===== Records provided =====

/// Update Post Service Library
///
/// Owns the "edit my post" endpoint of the posts API: the caller's identity is
/// taken from the gateway's authorizer claims, ownership is checked against the
/// post's `UserId`, and the post's `Message` and `UpdatedTimestamp` are written
/// to the DynamoDB `posts` table with a single partial update.
///
/// # Modules
///
/// - `handlers`: HTTP request handlers and route wiring
/// - `models`: Post record and its key / mutable-field projections
/// - `services`: Authorize-then-update business logic
/// - `db`: Post store abstraction and the DynamoDB implementation
/// - `middleware`: Caller identity extraction and ownership checks
/// - `error`: Error types and their HTTP mapping
/// - `config`: Configuration management
pub mod config;
pub mod db;
pub mod error;
pub mod handlers;
pub mod middleware;
pub mod models;
pub mod services;

pub use config::Config;
pub use error::{AppError, Result};
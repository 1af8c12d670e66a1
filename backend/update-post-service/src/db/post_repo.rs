use crate::config::DynamoDbConfig;
use crate::models::{format_store_timestamp, PostChanges, PostKey};
use async_trait::async_trait;
use aws_config::BehaviorVersion;
use aws_sdk_dynamodb::config::http::HttpResponse;
use aws_sdk_dynamodb::error::{DisplayErrorContext, ProvideErrorMetadata, SdkError};
use aws_sdk_dynamodb::operation::update_item::UpdateItemError;
use aws_sdk_dynamodb::types::AttributeValue;
use aws_sdk_dynamodb::Client;
use std::collections::HashMap;
use thiserror::Error;
use tracing::{debug, info};

/// Stored attribute names of a post record.
pub const ATTR_USER_ID: &str = "UserId";
pub const ATTR_MESSAGE_ID: &str = "MessageId";
pub const ATTR_CREATED_TIMESTAMP: &str = "CreatedTimestamp";
pub const ATTR_MESSAGE: &str = "Message";
pub const ATTR_UPDATED_TIMESTAMP: &str = "UpdatedTimestamp";

/// Errors surfaced by a post store, split by whether retrying can help.
#[derive(Error, Debug, Clone, PartialEq, Eq)]
pub enum StoreError {
    /// The addressed post does not exist
    #[error("Post not found: {0}")]
    NotFound(String),

    /// Throttling, timeouts, transport failures, store-side 5xx
    #[error("Store temporarily unavailable: {0}")]
    Retryable(String),

    /// Validation, permissions, missing table and anything else a retry won't fix
    #[error("Store request failed: {0}")]
    Permanent(String),
}

impl StoreError {
    pub fn is_retryable(&self) -> bool {
        matches!(self, StoreError::Retryable(_))
    }
}

/// Partial-update access to stored posts.
#[cfg_attr(test, mockall::automock)]
#[async_trait]
pub trait PostStore: Send + Sync {
    /// Write `changes` onto the post addressed by `key`.
    ///
    /// Single attempt, no read-before-write: concurrent writers to the same
    /// key race and the last completed write wins.
    async fn update_post(&self, key: &PostKey, changes: &PostChanges) -> Result<(), StoreError>;
}

/// [`PostStore`] backed by a DynamoDB table.
#[derive(Clone)]
pub struct DynamoPostStore {
    client: Client,
    table_name: String,
}

impl DynamoPostStore {
    pub fn new(client: Client, table_name: impl Into<String>) -> Self {
        Self {
            client,
            table_name: table_name.into(),
        }
    }

    /// Build the client from the default AWS provider chain (env, profile, IRSA,
    /// execution role). Meant to run once at startup; the client is reused for
    /// every request afterwards.
    pub async fn from_config(config: &DynamoDbConfig) -> Self {
        let shared = aws_config::load_defaults(BehaviorVersion::latest()).await;
        let mut builder = aws_sdk_dynamodb::config::Builder::from(&shared);
        if let Some(endpoint) = &config.endpoint_url {
            builder = builder.endpoint_url(endpoint);
        }

        info!(
            table = %config.table_name,
            endpoint = ?config.endpoint_url,
            "Initialized DynamoDB client"
        );

        Self::new(Client::from_conf(builder.build()), config.table_name.clone())
    }

    pub fn table_name(&self) -> &str {
        &self.table_name
    }
}

#[async_trait]
impl PostStore for DynamoPostStore {
    async fn update_post(&self, key: &PostKey, changes: &PostChanges) -> Result<(), StoreError> {
        let request = UpdateItemParts::new(key, changes);

        self.client
            .update_item()
            .table_name(&self.table_name)
            .set_key(Some(request.key))
            .update_expression(request.update_expression)
            .condition_expression(request.condition_expression)
            .set_expression_attribute_names(Some(request.names))
            .set_expression_attribute_values(Some(request.values))
            .send()
            .await
            .map_err(|err| classify_sdk_error(&err, key))?;

        debug!(
            user_id = %key.user_id,
            message_id = %key.message_id,
            table = %self.table_name,
            "Post updated"
        );

        Ok(())
    }
}

/// The pieces of an `UpdateItem` call for one post.
///
/// The key carries exactly the three key attributes and the update expression
/// writes exactly `Message` and `UpdatedTimestamp`.
#[derive(Debug)]
struct UpdateItemParts {
    key: HashMap<String, AttributeValue>,
    update_expression: &'static str,
    condition_expression: &'static str,
    names: HashMap<String, String>,
    values: HashMap<String, AttributeValue>,
}

impl UpdateItemParts {
    fn new(key: &PostKey, changes: &PostChanges) -> Self {
        let key = HashMap::from([
            (
                ATTR_USER_ID.to_string(),
                AttributeValue::S(key.user_id.clone()),
            ),
            (
                ATTR_MESSAGE_ID.to_string(),
                AttributeValue::S(key.message_id.clone()),
            ),
            (
                ATTR_CREATED_TIMESTAMP.to_string(),
                AttributeValue::S(format_store_timestamp(&key.created_timestamp)),
            ),
        ]);

        let names = HashMap::from([
            ("#msg".to_string(), ATTR_MESSAGE.to_string()),
            ("#upd".to_string(), ATTR_UPDATED_TIMESTAMP.to_string()),
        ]);

        let values = HashMap::from([
            (":msg".to_string(), AttributeValue::S(changes.message.clone())),
            (
                ":upd".to_string(),
                AttributeValue::S(format_store_timestamp(&changes.updated_timestamp)),
            ),
        ]);

        Self {
            key,
            update_expression: "SET #msg = :msg, #upd = :upd",
            // Existence only: an edit must never create a post
            condition_expression: "attribute_exists(UserId)",
            names,
            values,
        }
    }
}

fn describe_key(key: &PostKey) -> String {
    format!(
        "{}/{}@{}",
        key.user_id,
        key.message_id,
        format_store_timestamp(&key.created_timestamp)
    )
}

fn classify_sdk_error(err: &SdkError<UpdateItemError, HttpResponse>, key: &PostKey) -> StoreError {
    match err {
        SdkError::ServiceError(service) => classify_service_error(service.err(), key),
        SdkError::TimeoutError(_) | SdkError::DispatchFailure(_) | SdkError::ResponseError(_) => {
            StoreError::Retryable(DisplayErrorContext(err).to_string())
        }
        _ => StoreError::Permanent(DisplayErrorContext(err).to_string()),
    }
}

fn classify_service_error(err: &UpdateItemError, key: &PostKey) -> StoreError {
    if err.is_conditional_check_failed_exception() {
        return StoreError::NotFound(describe_key(key));
    }

    let retryable = err.is_provisioned_throughput_exceeded_exception()
        || err.is_request_limit_exceeded()
        || err.is_internal_server_error()
        || err.is_transaction_conflict_exception()
        || matches!(err.code(), Some("ThrottlingException" | "ServiceUnavailable"));

    if retryable {
        StoreError::Retryable(DisplayErrorContext(err).to_string())
    } else {
        StoreError::Permanent(DisplayErrorContext(err).to_string())
    }
}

=====

### Task directions:
Extract every line containing the string "shared" from the data above.

### Task response:
        let shared = aws_config::load_defaults(BehaviorVersion::latest()).await;
        let mut builder = aws_sdk_dynamodb::config::Builder::from(&shared);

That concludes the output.